** DATA EXTRACT follows **

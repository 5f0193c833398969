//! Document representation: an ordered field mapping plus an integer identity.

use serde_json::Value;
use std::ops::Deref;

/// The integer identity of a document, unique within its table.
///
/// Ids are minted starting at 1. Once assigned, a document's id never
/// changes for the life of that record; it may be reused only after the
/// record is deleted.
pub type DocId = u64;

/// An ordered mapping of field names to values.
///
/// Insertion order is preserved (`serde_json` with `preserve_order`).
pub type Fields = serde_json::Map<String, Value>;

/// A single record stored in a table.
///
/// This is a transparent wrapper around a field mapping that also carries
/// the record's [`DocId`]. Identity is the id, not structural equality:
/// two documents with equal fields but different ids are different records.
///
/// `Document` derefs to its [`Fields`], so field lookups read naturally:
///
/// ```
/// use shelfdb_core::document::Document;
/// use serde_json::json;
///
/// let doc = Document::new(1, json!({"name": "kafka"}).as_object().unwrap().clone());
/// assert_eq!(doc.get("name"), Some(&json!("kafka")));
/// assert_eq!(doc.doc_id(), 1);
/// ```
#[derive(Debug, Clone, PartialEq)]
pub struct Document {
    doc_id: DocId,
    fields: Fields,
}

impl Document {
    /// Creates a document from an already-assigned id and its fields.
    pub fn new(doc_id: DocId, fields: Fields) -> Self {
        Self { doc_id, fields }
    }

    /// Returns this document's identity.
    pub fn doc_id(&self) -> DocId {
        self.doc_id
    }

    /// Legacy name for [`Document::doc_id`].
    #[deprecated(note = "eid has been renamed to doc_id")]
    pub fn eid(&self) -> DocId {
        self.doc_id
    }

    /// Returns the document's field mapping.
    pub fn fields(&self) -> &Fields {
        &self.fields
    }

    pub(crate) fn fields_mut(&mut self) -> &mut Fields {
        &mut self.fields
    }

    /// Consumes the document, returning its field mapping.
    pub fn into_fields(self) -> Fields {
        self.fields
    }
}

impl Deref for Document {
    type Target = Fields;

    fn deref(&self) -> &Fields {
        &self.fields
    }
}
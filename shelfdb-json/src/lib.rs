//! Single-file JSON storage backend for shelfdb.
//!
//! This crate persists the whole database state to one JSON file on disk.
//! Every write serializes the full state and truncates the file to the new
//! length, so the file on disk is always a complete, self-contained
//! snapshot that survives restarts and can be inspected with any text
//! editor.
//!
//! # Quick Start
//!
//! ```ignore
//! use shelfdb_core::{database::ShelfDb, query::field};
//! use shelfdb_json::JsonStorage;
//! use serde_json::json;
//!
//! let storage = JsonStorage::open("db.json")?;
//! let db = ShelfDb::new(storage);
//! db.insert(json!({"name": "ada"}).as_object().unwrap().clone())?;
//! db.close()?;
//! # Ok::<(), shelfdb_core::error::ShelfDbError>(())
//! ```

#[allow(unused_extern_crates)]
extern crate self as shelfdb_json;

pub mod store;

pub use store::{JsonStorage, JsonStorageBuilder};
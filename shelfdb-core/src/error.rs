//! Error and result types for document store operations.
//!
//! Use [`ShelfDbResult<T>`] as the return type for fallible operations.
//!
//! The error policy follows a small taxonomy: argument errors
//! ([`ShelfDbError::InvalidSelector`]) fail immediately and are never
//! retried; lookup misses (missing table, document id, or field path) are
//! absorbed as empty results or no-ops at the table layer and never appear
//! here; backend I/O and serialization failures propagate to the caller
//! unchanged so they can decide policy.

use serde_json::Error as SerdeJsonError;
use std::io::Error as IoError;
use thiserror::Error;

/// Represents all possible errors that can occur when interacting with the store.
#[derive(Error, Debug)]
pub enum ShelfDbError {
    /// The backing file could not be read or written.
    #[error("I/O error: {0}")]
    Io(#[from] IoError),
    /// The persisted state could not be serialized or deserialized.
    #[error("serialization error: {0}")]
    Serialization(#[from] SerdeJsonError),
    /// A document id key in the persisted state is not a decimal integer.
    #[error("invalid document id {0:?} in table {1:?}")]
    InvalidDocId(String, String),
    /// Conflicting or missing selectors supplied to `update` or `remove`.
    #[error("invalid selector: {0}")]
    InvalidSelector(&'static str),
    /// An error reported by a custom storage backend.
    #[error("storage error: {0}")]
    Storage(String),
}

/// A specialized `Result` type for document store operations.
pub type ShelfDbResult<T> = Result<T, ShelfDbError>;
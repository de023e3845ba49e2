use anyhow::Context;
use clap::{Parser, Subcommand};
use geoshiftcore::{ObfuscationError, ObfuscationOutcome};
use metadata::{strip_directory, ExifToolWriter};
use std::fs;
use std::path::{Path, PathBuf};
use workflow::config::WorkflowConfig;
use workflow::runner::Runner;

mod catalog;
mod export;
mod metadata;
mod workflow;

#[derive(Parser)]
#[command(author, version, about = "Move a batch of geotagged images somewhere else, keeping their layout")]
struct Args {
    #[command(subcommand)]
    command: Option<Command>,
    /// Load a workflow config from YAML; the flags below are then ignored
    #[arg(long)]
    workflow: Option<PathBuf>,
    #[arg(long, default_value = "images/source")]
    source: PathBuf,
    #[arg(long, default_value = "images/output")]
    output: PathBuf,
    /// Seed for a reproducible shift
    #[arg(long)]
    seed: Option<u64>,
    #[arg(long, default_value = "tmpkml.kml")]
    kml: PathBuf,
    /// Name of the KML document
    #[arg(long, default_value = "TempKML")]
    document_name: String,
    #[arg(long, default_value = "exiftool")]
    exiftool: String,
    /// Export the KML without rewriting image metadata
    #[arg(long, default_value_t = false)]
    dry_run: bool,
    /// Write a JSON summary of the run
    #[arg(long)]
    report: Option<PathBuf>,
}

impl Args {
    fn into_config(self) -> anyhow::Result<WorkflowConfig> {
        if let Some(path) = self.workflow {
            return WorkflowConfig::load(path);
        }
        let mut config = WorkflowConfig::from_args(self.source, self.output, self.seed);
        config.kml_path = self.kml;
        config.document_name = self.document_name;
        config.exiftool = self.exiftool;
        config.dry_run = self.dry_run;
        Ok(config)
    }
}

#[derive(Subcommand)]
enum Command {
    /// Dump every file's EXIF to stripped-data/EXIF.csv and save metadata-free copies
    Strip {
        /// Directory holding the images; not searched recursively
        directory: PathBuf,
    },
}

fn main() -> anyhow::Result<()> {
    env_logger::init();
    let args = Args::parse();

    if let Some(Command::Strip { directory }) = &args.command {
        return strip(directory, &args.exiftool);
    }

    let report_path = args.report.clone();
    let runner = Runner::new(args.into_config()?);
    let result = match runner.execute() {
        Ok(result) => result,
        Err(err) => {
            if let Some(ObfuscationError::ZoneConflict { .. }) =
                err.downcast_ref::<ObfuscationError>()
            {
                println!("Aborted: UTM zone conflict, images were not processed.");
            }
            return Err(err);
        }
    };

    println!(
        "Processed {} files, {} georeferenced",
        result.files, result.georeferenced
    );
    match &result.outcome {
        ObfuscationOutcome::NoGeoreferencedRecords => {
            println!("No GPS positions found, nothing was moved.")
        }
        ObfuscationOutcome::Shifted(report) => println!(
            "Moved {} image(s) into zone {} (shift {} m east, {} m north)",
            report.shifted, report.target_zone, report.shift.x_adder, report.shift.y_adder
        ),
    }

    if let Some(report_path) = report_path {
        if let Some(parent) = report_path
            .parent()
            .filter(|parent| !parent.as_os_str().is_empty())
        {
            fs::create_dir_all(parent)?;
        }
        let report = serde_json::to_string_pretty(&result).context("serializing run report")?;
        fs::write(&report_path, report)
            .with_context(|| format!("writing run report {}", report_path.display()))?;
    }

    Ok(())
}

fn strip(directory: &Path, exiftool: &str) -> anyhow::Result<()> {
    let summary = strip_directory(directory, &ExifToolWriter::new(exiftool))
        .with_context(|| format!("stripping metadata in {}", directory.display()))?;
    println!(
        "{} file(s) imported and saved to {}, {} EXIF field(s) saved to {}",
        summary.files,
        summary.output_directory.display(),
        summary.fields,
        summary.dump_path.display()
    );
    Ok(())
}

** End of DATA EXTRACT **

- PROBLEM TO SOLVE
From the preceding records, count the lines where "metadata" occurs and reply with the number only.

- TASK SOLUTION
5